ACCUTE is excited to announce the addition of a new Member-Organized Panel for our 2022 Conference: New Intimacies: Literary Communities in the Aftermath, organized by Lily Cho (York University) and Erin Wunker (Dalhousie University).
To submit a proposal to this panel, please use our Online Submission Form. The deadline for proposals has been extended to Wednesday, 22 December 2021.
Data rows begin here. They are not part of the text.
//! Provider trait: the abstraction over model and embedding backends.
//!
//! A Provider knows how to send a rendered prompt to a language model and get
//! a response back, and optionally how to turn texts into embedding vectors.
//!
//! Implementations: OpenAI-compatible endpoints, Anthropic.

use async_trait::async_trait;
use serde::{Deserialize, Serialize};
use crate::error::ProviderError;
use crate::message::Message;

/// Configuration for a provider request.
#[derive(Debug, Clone, Serialize, Deserialize)]
pub struct ProviderRequest {
    /// The model to use (e.g., "claude-sonnet-4", "gpt-4o")
    pub model: String,

    /// The rendered prompt as a message list
    pub messages: Vec<Message>,

    /// Temperature (0.0 = deterministic, 1.0 = creative)
    #[serde(default = "default_temperature")]
    pub temperature: f32,

    /// Nucleus sampling cutoff
    #[serde(default, skip_serializing_if = "Option::is_none")]
    pub top_p: Option<f32>,

    /// Maximum tokens to generate
    #[serde(default, skip_serializing_if = "Option::is_none")]
    pub max_tokens: Option<u32>,

    /// Stop sequences
    #[serde(default, skip_serializing_if = "Vec::is_empty")]
    pub stop: Vec<String>,
}

fn default_temperature() -> f32 {
    0.7
}

/// A complete response from a provider.
#[derive(Debug, Clone, Serialize, Deserialize)]
pub struct ProviderResponse {
    /// The generated message
    pub message: Message,

    /// Token usage statistics
    pub usage: Option<Usage>,

    /// Which model actually responded (may differ from requested)
    pub model: String,

    /// Provider-specific metadata
    #[serde(default)]
    pub metadata: serde_json::Map<String, serde_json::Value>,
}

/// Token usage information.
#[derive(Debug, Clone, Copy, Default, PartialEq, Eq, Serialize, Deserialize)]
pub struct Usage {
    pub prompt_tokens: u32,
    pub completion_tokens: u32,
    pub total_tokens: u32,
}

/// An embedding request.
#[derive(Debug, Clone, Serialize, Deserialize)]
pub struct EmbeddingRequest {
    /// The model to use for embeddings (e.g., "text-embedding-3-small").
    pub model: String,

    /// The texts to embed.
    pub inputs: Vec<String>,
}

/// An embedding response.
#[derive(Debug, Clone, Serialize, Deserialize)]
pub struct EmbeddingResponse {
    /// The embedding vectors, one per input text.
    pub embeddings: Vec<Vec<f32>>,

    /// Which model was used.
    pub model: String,

    /// Token usage.
    pub usage: Option<Usage>,
}

/// The core Provider trait.
///
/// Every model backend implements this trait. The generation gateway calls
/// `complete()` without knowing which backend family is answering.
#[async_trait]
pub trait Provider: Send + Sync {
    /// A human-readable name for this provider (e.g., "openai", "anthropic").
    fn name(&self) -> &str;

    /// Send a request and get a complete response.
    async fn complete(&self, request: ProviderRequest) -> std::result::Result<ProviderResponse, ProviderError>;

    /// Generate embeddings for the given texts.
    ///
    /// Default implementation returns an error indicating embeddings aren't supported.
    async fn embed(
        &self,
        _request: EmbeddingRequest,
    ) -> std::result::Result<EmbeddingResponse, ProviderError> {
        Err(ProviderError::NotConfigured(
            format!("Provider '{}' does not support embeddings", self.name()),
        ))
    }
}

/// A batch of vectors together with the space that produced them.
///
/// Vectors from different spaces are not comparable, even when their
/// dimensionality happens to match.
#[derive(Debug, Clone, PartialEq)]
pub struct Embedded {
    pub space: String,
    pub vectors: Vec<Vec<f32>>,
}

/// Turns text into vectors. The memory tiers and the knowledge retriever
/// only ever see this trait, never a concrete backend.
#[async_trait]
pub trait Embedder: Send + Sync {
    /// Name used in logs.
    fn name(&self) -> &str;

    /// The vector space this embedder writes into, e.g. `"openai/text-embedding-3-small"`.
    /// For a chain this is the preferred space, not necessarily the one the
    /// last call landed in.
    fn space(&self) -> String {
        self.name().to_string()
    }

    /// Embed a batch of texts; one vector per input, in order.
    async fn embed(&self, texts: &[String]) -> std::result::Result<Vec<Vec<f32>>, ProviderError>;

    /// Embed a batch and report which space answered.
    async fn embed_tagged(&self, texts: &[String]) -> std::result::Result<Embedded, ProviderError> {
        Ok(Embedded {
            space: self.space(),
            vectors: self.embed(texts).await?,
        })
    }

    /// Embed a single text.
    async fn embed_one(&self, text: &str) -> std::result::Result<Vec<f32>, ProviderError> {
        let mut vectors = self.embed(&[text.to_string()]).await?;
        vectors.pop().ok_or_else(|| ProviderError::InvalidEmbedding {
            provider: self.name().to_string(),
            reason: "empty response".into(),
        })
    }

    /// Embed a single text and report which space answered.
    async fn embed_one_tagged(&self, text: &str) -> std::result::Result<(String, Vec<f32>), ProviderError> {
        let Embedded { space, mut vectors } = self.embed_tagged(&[text.to_string()]).await?;
        let vector = vectors.pop().ok_or_else(|| ProviderError::InvalidEmbedding {
            provider: self.name().to_string(),
            reason: "empty response".into(),
        })?;
        Ok((space, vector))
    }
}

#[cfg(test)]
mod tests {
    use super::*;

    struct ChatOnly;

    #[async_trait]
    impl Provider for ChatOnly {
        fn name(&self) -> &str {
            "chat_only"
        }

        async fn complete(
            &self,
            _request: ProviderRequest,
        ) -> std::result::Result<ProviderResponse, ProviderError> {
            Ok(ProviderResponse {
                message: Message::assistant("hi"),
                usage: None,
                model: "m".into(),
                metadata: serde_json::Map::new(),
            })
        }
    }

    #[test]
    fn provider_request_defaults() {
        let req: ProviderRequest =
            serde_json::from_str(r#"{"model":"gpt-4o","messages":[]}"#).unwrap();
        assert!((req.temperature - 0.7).abs() < f32::EPSILON);
        assert!(req.top_p.is_none());
        assert!(req.max_tokens.is_none());
    }

    #[tokio::test]
    async fn embed_defaults_to_not_configured() {
        let err = ChatOnly
            .embed(EmbeddingRequest {
                model: "x".into(),
                inputs: vec!["a".into()],
            })
            .await
            .unwrap_err();
        assert!(matches!(err, ProviderError::NotConfigured(_)));
    }

    struct Fixed;

    #[async_trait]
    impl Embedder for Fixed {
        fn name(&self) -> &str {
            "fixed"
        }

        async fn embed(&self, texts: &[String]) -> std::result::Result<Vec<Vec<f32>>, ProviderError> {
            Ok(texts.iter().map(|_| vec![1.0, 0.0]).collect())
        }
    }

    #[tokio::test]
    async fn tagged_embedding_reports_space() {
        let (space, vector) = Fixed.embed_one_tagged("x").await.unwrap();
        assert_eq!(space, "fixed");
        assert_eq!(vector, vec![1.0, 0.0]);
    }
}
Literary Communities in the Aftermath
“My love to my pod in all directions. The smooth and the not quite so smooth. Those of you showing your back and those showing your belly. Those of you breaking through the surface and those staying in the deep. It’s an honor to be in the midst of you. Look around, listen out. Here we are.” ― Alexis Pauline Gumbs
Since last we gathered in rooms together we have endured both personal and global griefs, the aftermaths of which we will continue to reckon with in the years to come. We, Erin and Lily, find inspiration and learn from the intrepid work of Alexis Pauline Gumbs who draws together poetry, feminism, and intergenerational knowledge to transform the fields in which she works. With Gumbs’ directional love in mind, we invite papers that take up the question: how do we study literature in aftermaths? What texts ― past, present, or future ― are needed to keep us company? There is a textual purchase to the questions we are asking, as well as an opportunity to highlight, develop, or amplify scholarly modes of this work of being together in aftermaths. For us, this is a time of new intimacies that are still only beginning to form. We invite papers that engage with the following questions:
- What is the shape of the new intimacies that we inhabit in the aftermaths of the individual and collective griefs that have unfolded in the last several months?
- How can we read for and think through these new intimacies?
- How can feminist friendships be the ground upon which these new intimacies form?
- What texts and ways of thinking will help us mourn together, and mend, the losses that we have endured?
- What do we need to read, and how do we need to read, in order to live in the aftermaths of isolation?
- How has our relationship to longing changed and how can we read for this change?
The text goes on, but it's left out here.